**What you have to do**
Output all of the listing, leaving every line exactly as written.
====== Records for this task ======
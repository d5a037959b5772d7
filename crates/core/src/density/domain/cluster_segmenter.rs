use crate::density::domain::cluster_config::{ClusterConfig, ClusterThreshold};
use crate::imaging::contours::external_bounding_rects;
use crate::imaging::gaussian::blur_kernel;
use crate::imaging::morphology::{close, open, StructuringElement};
use crate::imaging::threshold::{binarize, otsu_level, percentile_level};
use crate::shared::bounding_box::BoundingBox;
use crate::shared::GrayGrid;

/// A zone of repeated activity on the density map.
#[derive(Clone, Copy, Debug, PartialEq, Eq)]
pub struct ClusterRegion {
    /// Padded rectangle used for cropping and display.
    pub bounds: BoundingBox,
    /// Tight rectangle of the connected component on the density map.
    pub source: BoundingBox,
}

/// Re-thresholds a density map and extracts cluster regions.
pub struct ClusterSegmenter {
    config: ClusterConfig,
}

impl ClusterSegmenter {
    pub fn new(config: &ClusterConfig) -> Self {
        Self {
            config: config.sanitized(),
        }
    }

    /// Binary mask after the optional blur, thresholding and open/close.
    pub fn mask(&self, density: &GrayGrid) -> GrayGrid {
        let cfg = &self.config;
        let smoothed = if cfg.blur >= 3 {
            blur_kernel(density, cfg.blur)
        } else {
            density.clone()
        };
        let level = match cfg.threshold {
            ClusterThreshold::Percentile { percentile } => percentile_level(&smoothed, percentile),
            ClusterThreshold::Otsu => otsu_level(&smoothed),
            ClusterThreshold::Fixed { value } => value.clamp(0, 255) as u8,
        };
        let mut mask = binarize(&smoothed, level);
        if cfg.open_size >= 3 {
            mask = open(&mask, &StructuringElement::ellipse(cfg.open_size));
        }
        if cfg.close_size >= 3 {
            mask = close(&mask, &StructuringElement::ellipse(cfg.close_size));
        }
        mask
    }

    /// Cluster regions in canonical order of their padded bounds.
    pub fn segment(&self, density: &GrayGrid) -> Vec<ClusterRegion> {
        let (height, width) = density.dim();
        let (width, height) = (width as u32, height as u32);
        let cfg = &self.config;

        let mut regions: Vec<ClusterRegion> = external_bounding_rects(&self.mask(density))
            .into_iter()
            .filter(|b| (cfg.min_area..=cfg.max_area).contains(&b.area()))
            .map(|source| ClusterRegion {
                bounds: source.grown(cfg.padding, width, height),
                source,
            })
            .collect();
        regions.sort_by_key(|r| (r.bounds.y, r.bounds.x, r.source.y, r.source.x));
        log::debug!("{} cluster regions", regions.len());
        regions
    }
}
======
**Response to this task**
repository d5a037959b5772d7
filename crates/core/src/density/domain/cluster_segmenter.rs
use crate::density::domain::cluster_config::{ClusterConfig, ClusterThreshold};
use crate::imaging::contours::external_bounding_rects;
use crate::imaging::gaussian::blur_kernel;
use crate::imaging::morphology::{close, open, StructuringElement};
use crate::imaging::threshold::{binarize, otsu_level, percentile_level};
use crate::shared::bounding_box::BoundingBox;
use crate::shared::GrayGrid;

/// A zone of repeated activity on the density map.
#[derive(Clone, Copy, Debug, PartialEq, Eq)]
pub struct ClusterRegion {
    /// Padded rectangle used for cropping and display.
    pub bounds: BoundingBox,
    /// Tight rectangle of the connected component on the density map.
    pub source: BoundingBox,
}

/// Re-thresholds a density map and extracts cluster regions.
pub struct ClusterSegmenter {
    config: ClusterConfig,
}

impl ClusterSegmenter {
    pub fn new(config: &ClusterConfig) -> Self {
        Self {
            config: config.sanitized(),
        }
    }

    /// Binary mask after the optional blur, thresholding and open/close.
    pub fn mask(&self, density: &GrayGrid) -> GrayGrid {
        let cfg = &self.config;
        let smoothed = if cfg.blur >= 3 {
            blur_kernel(density, cfg.blur)
        } else {
            density.clone()
        };
        let level = match cfg.threshold {
            ClusterThreshold::Percentile { percentile } => percentile_level(&smoothed, percentile),
            ClusterThreshold::Otsu => otsu_level(&smoothed),
            ClusterThreshold::Fixed { value } => value.clamp(0, 255) as u8,
        };
        let mut mask = binarize(&smoothed, level);
        if cfg.open_size >= 3 {
            mask = open(&mask, &StructuringElement::ellipse(cfg.open_size));
        }
        if cfg.close_size >= 3 {
            mask = close(&mask, &StructuringElement::ellipse(cfg.close_size));
        }
        mask
    }

    /// Cluster regions in canonical order of their padded bounds.
    pub fn segment(&self, density: &GrayGrid) -> Vec<ClusterRegion> {
        let (height, width) = density.dim();
        let (width, height) = (width as u32, height as u32);
        let cfg = &self.config;

        let mut regions: Vec<ClusterRegion> = external_bounding_rects(&self.mask(density))
            .into_iter()
            .filter(|b| (cfg.min_area..=cfg.max_area).contains(&b.area()))
            .map(|source| ClusterRegion {
                bounds: source.grown(cfg.padding, width, height),
                source,
            })
            .collect();
        regions.sort_by_key(|r| (r.bounds.y, r.bounds.x, r.source.y, r.source.x));
        log::debug!("{} cluster regions", regions.len());
        regions
    }
}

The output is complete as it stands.